Segment Start: Data
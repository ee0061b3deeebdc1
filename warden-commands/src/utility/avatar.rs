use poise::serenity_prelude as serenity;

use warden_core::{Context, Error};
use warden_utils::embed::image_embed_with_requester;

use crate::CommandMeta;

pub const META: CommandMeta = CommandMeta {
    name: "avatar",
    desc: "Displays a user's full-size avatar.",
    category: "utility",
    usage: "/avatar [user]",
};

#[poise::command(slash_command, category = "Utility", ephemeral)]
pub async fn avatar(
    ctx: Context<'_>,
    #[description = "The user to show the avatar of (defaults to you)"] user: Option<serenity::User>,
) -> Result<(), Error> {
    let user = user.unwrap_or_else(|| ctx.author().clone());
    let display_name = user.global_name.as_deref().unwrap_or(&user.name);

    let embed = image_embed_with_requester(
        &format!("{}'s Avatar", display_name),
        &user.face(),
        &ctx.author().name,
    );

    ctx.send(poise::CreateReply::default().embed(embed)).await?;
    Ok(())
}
Segment End: Data
Segment Start: Data
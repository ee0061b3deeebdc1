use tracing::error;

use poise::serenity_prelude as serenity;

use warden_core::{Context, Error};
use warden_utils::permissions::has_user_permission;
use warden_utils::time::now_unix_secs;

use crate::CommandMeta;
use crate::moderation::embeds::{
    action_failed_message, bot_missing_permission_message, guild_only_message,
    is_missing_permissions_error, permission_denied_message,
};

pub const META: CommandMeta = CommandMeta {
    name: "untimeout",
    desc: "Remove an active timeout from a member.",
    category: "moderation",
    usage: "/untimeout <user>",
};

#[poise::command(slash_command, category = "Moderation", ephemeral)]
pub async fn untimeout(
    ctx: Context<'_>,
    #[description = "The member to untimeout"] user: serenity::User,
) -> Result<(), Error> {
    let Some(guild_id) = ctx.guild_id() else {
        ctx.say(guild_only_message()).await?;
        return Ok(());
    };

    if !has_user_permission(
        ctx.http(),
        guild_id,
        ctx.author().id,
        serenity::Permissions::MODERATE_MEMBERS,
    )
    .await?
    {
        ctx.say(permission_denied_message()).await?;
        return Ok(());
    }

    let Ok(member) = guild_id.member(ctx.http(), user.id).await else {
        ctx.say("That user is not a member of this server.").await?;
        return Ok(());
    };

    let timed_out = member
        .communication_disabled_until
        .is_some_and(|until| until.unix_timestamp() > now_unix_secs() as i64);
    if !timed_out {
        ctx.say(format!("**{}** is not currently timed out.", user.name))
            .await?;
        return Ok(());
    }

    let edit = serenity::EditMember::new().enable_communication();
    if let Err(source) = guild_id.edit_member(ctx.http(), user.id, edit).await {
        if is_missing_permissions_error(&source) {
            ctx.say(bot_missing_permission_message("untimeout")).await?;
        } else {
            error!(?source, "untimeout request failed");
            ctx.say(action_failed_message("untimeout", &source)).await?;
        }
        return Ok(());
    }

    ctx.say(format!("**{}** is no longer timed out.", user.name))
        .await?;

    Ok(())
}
Segment End: Data
> What the exercise asks: Report the number of lines in the records that hold "poise" and write no other words.

> Output for this exercise: 5